In high school Scott began his larvae-into-butterfly transformation from homely nerd to exotic male dancer man. He began dancing in the family rec room to “Saturday Night Fever”, deconstructed the numbers, move by move. He had no way of knowing it at the time, but in his own innocent Midwestern way, he was already training for a career entertaining people by stripping naked and getting them all sexed up.

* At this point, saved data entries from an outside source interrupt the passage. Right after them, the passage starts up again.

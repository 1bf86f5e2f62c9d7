//! # Pacetrack
//!
//! GPS track processing for runs: turns a noisy, irregular stream of raw fixes
//! into a clean route with derived metrics.
//!
//! This library provides:
//! - Kalman position filtering of raw fixes ([`filter`])
//! - Ramer–Douglas–Peucker simplification for display copies ([`simplify`])
//! - Pace, grade-adjusted pace, elevation, cadence and per-km splits ([`metrics`])
//! - Time-in-pace-zone distribution ([`zones`])
//! - Automatic fast/recovery lap detection for free runs ([`laps`])
//!
//! The core performs no I/O. Location sources, persistence, rendering and
//! uploads are collaborators that feed it data or consume its outputs.
//!
//! ## Features
//!
//! - **`parallel`** - Analyze many routes concurrently with rayon
//! - **`ffi`** - Enable FFI bindings for mobile platforms (iOS/Android)
//! - **`full`** - Enable all features
//!
//! ## Quick Start
//!
//! ```rust
//! use pacetrack::{analyze_route, AnalysisConfig, PaceZoneBoundary, RawFix, RunRecorder};
//!
//! let mut recorder = RunRecorder::new();
//! for i in 0..600 {
//!     // ~3.33 m/s due north: 5:00 /km
//!     let fix = RawFix::new(47.0 + i as f64 * 0.00003, 8.0, 5.0, i * 1000)
//!         .with_speed(1000.0 / 300.0);
//!     recorder.push(fix).unwrap();
//! }
//! let route = recorder.finish().unwrap();
//!
//! let zones = vec![
//!     PaceZoneBoundary::new("Fast", 0.0, Some(280.0)),
//!     PaceZoneBoundary::new("Easy", 280.0, None),
//! ];
//! let analysis = analyze_route(&route, &zones, &AnalysisConfig::default()).unwrap();
//! assert_eq!(analysis.splits.len(), 1);
//! ```

use serde::{Deserialize, Serialize};

// Unified error handling
pub mod error;
pub use error::{OptionExt, Result, TrackError};

// Geographic utilities (distance, perpendicular distance, bounds)
pub mod geo_utils;

// Pace validity rules
pub mod pace;

// Kalman position filter
pub mod filter;
pub use filter::{FilterConfig, PositionFilter};

// Route simplification
pub mod simplify;
pub use simplify::{simplify, simplify_with, SimplifyTolerance};

// Immutable routes
pub mod route;
pub use route::Route;

// Live recording of a run
pub mod recorder;
pub use recorder::{RecorderState, RunRecorder};

// Pace, GAP, elevation, cadence and splits
pub mod metrics;
pub use metrics::{CadenceStats, MetricsConfig};

// Pace zone distribution
pub mod zones;
pub use zones::{calculate_pace_zones, PaceTarget, ZoneDistribution, ZoneTime};

// Automatic lap detection
pub mod laps;
pub use laps::{detect_laps, LapConfig};

// Combined per-route analysis
pub mod analysis;
pub use analysis::{analyze_route, AnalysisConfig, RouteAnalysis};
#[cfg(feature = "parallel")]
pub use analysis::analyze_routes_parallel;

// Hand-off records for presentation and upload collaborators
pub mod export;
pub use export::{chart_series, gpx_track_points, ChartSeries, GpxTrackPoint};

// FFI bindings for mobile platforms (iOS/Android)
#[cfg(feature = "ffi")]
pub mod ffi;

#[cfg(feature = "ffi")]
uniffi::setup_scaffolding!();

/// Initialize logging for Android (only used in FFI)
#[cfg(all(feature = "ffi", target_os = "android"))]
pub(crate) fn init_logging() {
    use android_logger::Config;
    use log::LevelFilter;

    android_logger::init_once(
        Config::default()
            .with_max_level(LevelFilter::Debug)
            .with_tag("PacetrackRust"),
    );
}

#[cfg(all(feature = "ffi", not(target_os = "android")))]
pub(crate) fn init_logging() {
    // No-op on non-Android platforms
}

// ============================================================================
// Core Types
// ============================================================================

/// One GPS observation after filtering.
///
/// Immutable once recorded. Pace and cadence are attached after capture and
/// are `None` when unknown.
///
/// # Example
/// ```
/// use pacetrack::GeoPoint;
/// let point = GeoPoint::new(47.3769, 8.5417, 408.0, 1_700_000_000_000)
///     .with_pace(315.0)
///     .with_cadence(172);
/// assert!(point.is_valid());
/// ```
#[derive(Debug, Clone, Copy, PartialEq, Serialize, Deserialize)]
#[cfg_attr(feature = "ffi", derive(uniffi::Record))]
pub struct GeoPoint {
    pub latitude: f64,
    pub longitude: f64,
    /// Altitude in meters (0.0 for a run that never reports one)
    pub altitude: f64,
    /// Unix epoch milliseconds
    pub timestamp_ms: i64,
    pub horizontal_accuracy_m: f32,
    pub instantaneous_pace_sec_per_km: Option<f64>,
    pub cadence_spm: Option<u32>,
}

impl GeoPoint {
    /// Create a point without accuracy, pace or cadence.
    pub fn new(latitude: f64, longitude: f64, altitude: f64, timestamp_ms: i64) -> Self {
        Self {
            latitude,
            longitude,
            altitude,
            timestamp_ms,
            horizontal_accuracy_m: 0.0,
            instantaneous_pace_sec_per_km: None,
            cadence_spm: None,
        }
    }

    pub fn with_accuracy(mut self, accuracy_m: f32) -> Self {
        self.horizontal_accuracy_m = accuracy_m;
        self
    }

    pub fn with_pace(mut self, pace_sec_per_km: f64) -> Self {
        self.instantaneous_pace_sec_per_km = Some(pace_sec_per_km);
        self
    }

    pub fn with_cadence(mut self, cadence_spm: u32) -> Self {
        self.cadence_spm = Some(cadence_spm);
        self
    }

    /// Check if the point has valid coordinates.
    pub fn is_valid(&self) -> bool {
        self.latitude.is_finite()
            && self.longitude.is_finite()
            && self.latitude >= -90.0
            && self.latitude <= 90.0
            && self.longitude >= -180.0
            && self.longitude <= 180.0
    }
}

impl From<&GeoPoint> for geo::Point<f64> {
    fn from(p: &GeoPoint) -> Self {
        geo::Point::new(p.longitude, p.latitude)
    }
}

/// A raw fix as delivered by the location source.
#[derive(Debug, Clone, Copy, PartialEq, Serialize, Deserialize)]
#[cfg_attr(feature = "ffi", derive(uniffi::Record))]
pub struct RawFix {
    pub latitude: f64,
    pub longitude: f64,
    pub altitude_m: Option<f64>,
    pub accuracy_m: f64,
    /// Device-reported ground speed, if any
    pub speed_mps: Option<f64>,
    /// Unix epoch milliseconds
    pub timestamp_ms: i64,
    /// Step cadence from a pedometer collaborator, if any
    pub cadence_spm: Option<u32>,
}

impl RawFix {
    /// Create a fix with position, accuracy and time only.
    pub fn new(latitude: f64, longitude: f64, accuracy_m: f64, timestamp_ms: i64) -> Self {
        Self {
            latitude,
            longitude,
            altitude_m: None,
            accuracy_m,
            speed_mps: None,
            timestamp_ms,
            cadence_spm: None,
        }
    }

    pub fn with_altitude(mut self, altitude_m: f64) -> Self {
        self.altitude_m = Some(altitude_m);
        self
    }

    pub fn with_speed(mut self, speed_mps: f64) -> Self {
        self.speed_mps = Some(speed_mps);
        self
    }

    pub fn with_cadence(mut self, cadence_spm: u32) -> Self {
        self.cadence_spm = Some(cadence_spm);
        self
    }
}

/// Bounding box for a route.
#[derive(Debug, Clone, Copy, PartialEq, Serialize, Deserialize)]
#[cfg_attr(feature = "ffi", derive(uniffi::Record))]
pub struct Bounds {
    pub min_lat: f64,
    pub max_lat: f64,
    pub min_lng: f64,
    pub max_lng: f64,
}

impl Bounds {
    /// Get the center point of the bounds as `(lat, lng)`.
    pub fn center(&self) -> (f64, f64) {
        (
            (self.min_lat + self.max_lat) / 2.0,
            (self.min_lng + self.max_lng) / 2.0,
        )
    }
}

/// One named pace band of an athlete's zone model.
///
/// `max_pace_sec_per_km = None` marks the slowest, unbounded zone.
#[derive(Debug, Clone, PartialEq, Serialize, Deserialize)]
#[cfg_attr(feature = "ffi", derive(uniffi::Record))]
pub struct PaceZoneBoundary {
    pub name: String,
    pub min_pace_sec_per_km: f64,
    pub max_pace_sec_per_km: Option<f64>,
}

impl PaceZoneBoundary {
    pub fn new(name: &str, min_pace_sec_per_km: f64, max_pace_sec_per_km: Option<f64>) -> Self {
        Self {
            name: name.to_string(),
            min_pace_sec_per_km,
            max_pace_sec_per_km,
        }
    }

    /// Whether `pace` lies in `[min, max)`.
    pub fn contains(&self, pace_sec_per_km: f64) -> bool {
        pace_sec_per_km >= self.min_pace_sec_per_km
            && self
                .max_pace_sec_per_km
                .map_or(true, |max| pace_sec_per_km < max)
    }
}

/// Aggregated metrics for one completed kilometer.
#[derive(Debug, Clone, PartialEq, Serialize, Deserialize)]
#[cfg_attr(feature = "ffi", derive(uniffi::Record))]
pub struct Split {
    /// 1-based kilometer number
    pub km: i32,
    /// Mean pace over the kilometer, `None` if implausible
    pub pace_sec_per_km: Option<f64>,
    /// Only present when the route has elevation data
    pub grade_adjusted_pace_sec_per_km: Option<f64>,
    /// Net grade over the kilometer, only present with elevation data
    pub avg_grade_percent: Option<f64>,
}

/// A lap found by the lap detector.
#[derive(Debug, Clone, PartialEq, Serialize, Deserialize)]
#[cfg_attr(feature = "ffi", derive(uniffi::Record))]
pub struct DetectedLap {
    /// 0-based lap number
    pub index: i32,
    pub distance_meters: f64,
    pub duration_seconds: i64,
    pub pace_sec_per_km: f64,
    pub is_recovery: bool,
}

#[cfg(test)]
mod tests {
    use super::*;

    #[test]
    fn test_geo_point_validation() {
        assert!(GeoPoint::new(51.5074, -0.1278, 0.0, 0).is_valid());
        assert!(!GeoPoint::new(91.0, 0.0, 0.0, 0).is_valid());
        assert!(!GeoPoint::new(0.0, 181.0, 0.0, 0).is_valid());
        assert!(!GeoPoint::new(f64::NAN, 0.0, 0.0, 0).is_valid());
    }

    #[test]
    fn test_zone_contains_half_open() {
        let zone = PaceZoneBoundary::new("Tempo", 240.0, Some(300.0));
        assert!(zone.contains(240.0));
        assert!(zone.contains(299.9));
        assert!(!zone.contains(300.0));
        assert!(!zone.contains(239.0));

        let open = PaceZoneBoundary::new("Easy", 300.0, None);
        assert!(open.contains(1000.0));
    }

    #[test]
    fn test_zone_boundary_from_json() {
        let json = r#"[
            {"name": "Threshold", "min_pace_sec_per_km": 0.0, "max_pace_sec_per_km": 270.0},
            {"name": "Easy", "min_pace_sec_per_km": 270.0, "max_pace_sec_per_km": null}
        ]"#;
        let zones: Vec<PaceZoneBoundary> = serde_json::from_str(json).unwrap();
        assert_eq!(zones.len(), 2);
        assert_eq!(zones[1].max_pace_sec_per_km, None);
    }

    #[test]
    fn test_geo_point_into_geo() {
        let p = GeoPoint::new(47.0, 8.0, 0.0, 0);
        let gp: geo::Point<f64> = (&p).into();
        assert_eq!(gp.x(), 8.0);
        assert_eq!(gp.y(), 47.0);
    }
}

Scott graduated from high school with a perfect 4.0 GPA and decided to go to the elite Air Force Academy in Colorado. He was picked out of ten of thousands of applicants. I mean, come on, how American is that? “I hated the Air Force. Hated it. So I punched. That’s what they call it. Like ejecting from a plane. I hated people telling me what to do.” As Scott was punching out of the Air Force Academy, his parents were divorcing. His dad was furious that he dropped out of the Academy, and Scott developed a nervous tick in his eye, a blinking he couldn’t control. “My blinking, it’s kind of like self-punishment, cause I feel like my dad was always so disappointed in me.” Making his withholding dad proud is a big part of what drives Scott so hard to succeed, drives him to need the love and attention of adoring crowds screaming for him, dancing and posing nearly-naked for them, working hard to make them sexually excited.

At 19, Scott moved to Motown with his mom. Enrolled in modeling school. Big waste of time and money. Changed his name, first to Julian Scott – after Richard Gere’s character in “American Gigolo” – then Lane Scott, then finally Scott Layne. He started going on modeling auditions. Go-sees they’re called. (You go. They see.) It was there that destiny called, in the form of a little black man who invited Scott to a strip club to try his hand at male exotic dancing. Turns out the clientele were all black. In fact he was the only white person there except for the owner. Scott didn’t care. He wanted to dance. He auditioned to “Head” by Prince. He was hired on the spot. He was the only white dancer on the bill. He made a fortune. The money was neither black nor white. It was all green. “The first time I danced I was so nervous, so excited, I had these huge butterflies in my stomach. Same thing I feel now when I dance. Hey, if you don’t have butterflies, it’s probably not worth doing. When I make a move, and they scream, it’s electrifying. It still is. I feel appreciated. That’s what I always wanted.”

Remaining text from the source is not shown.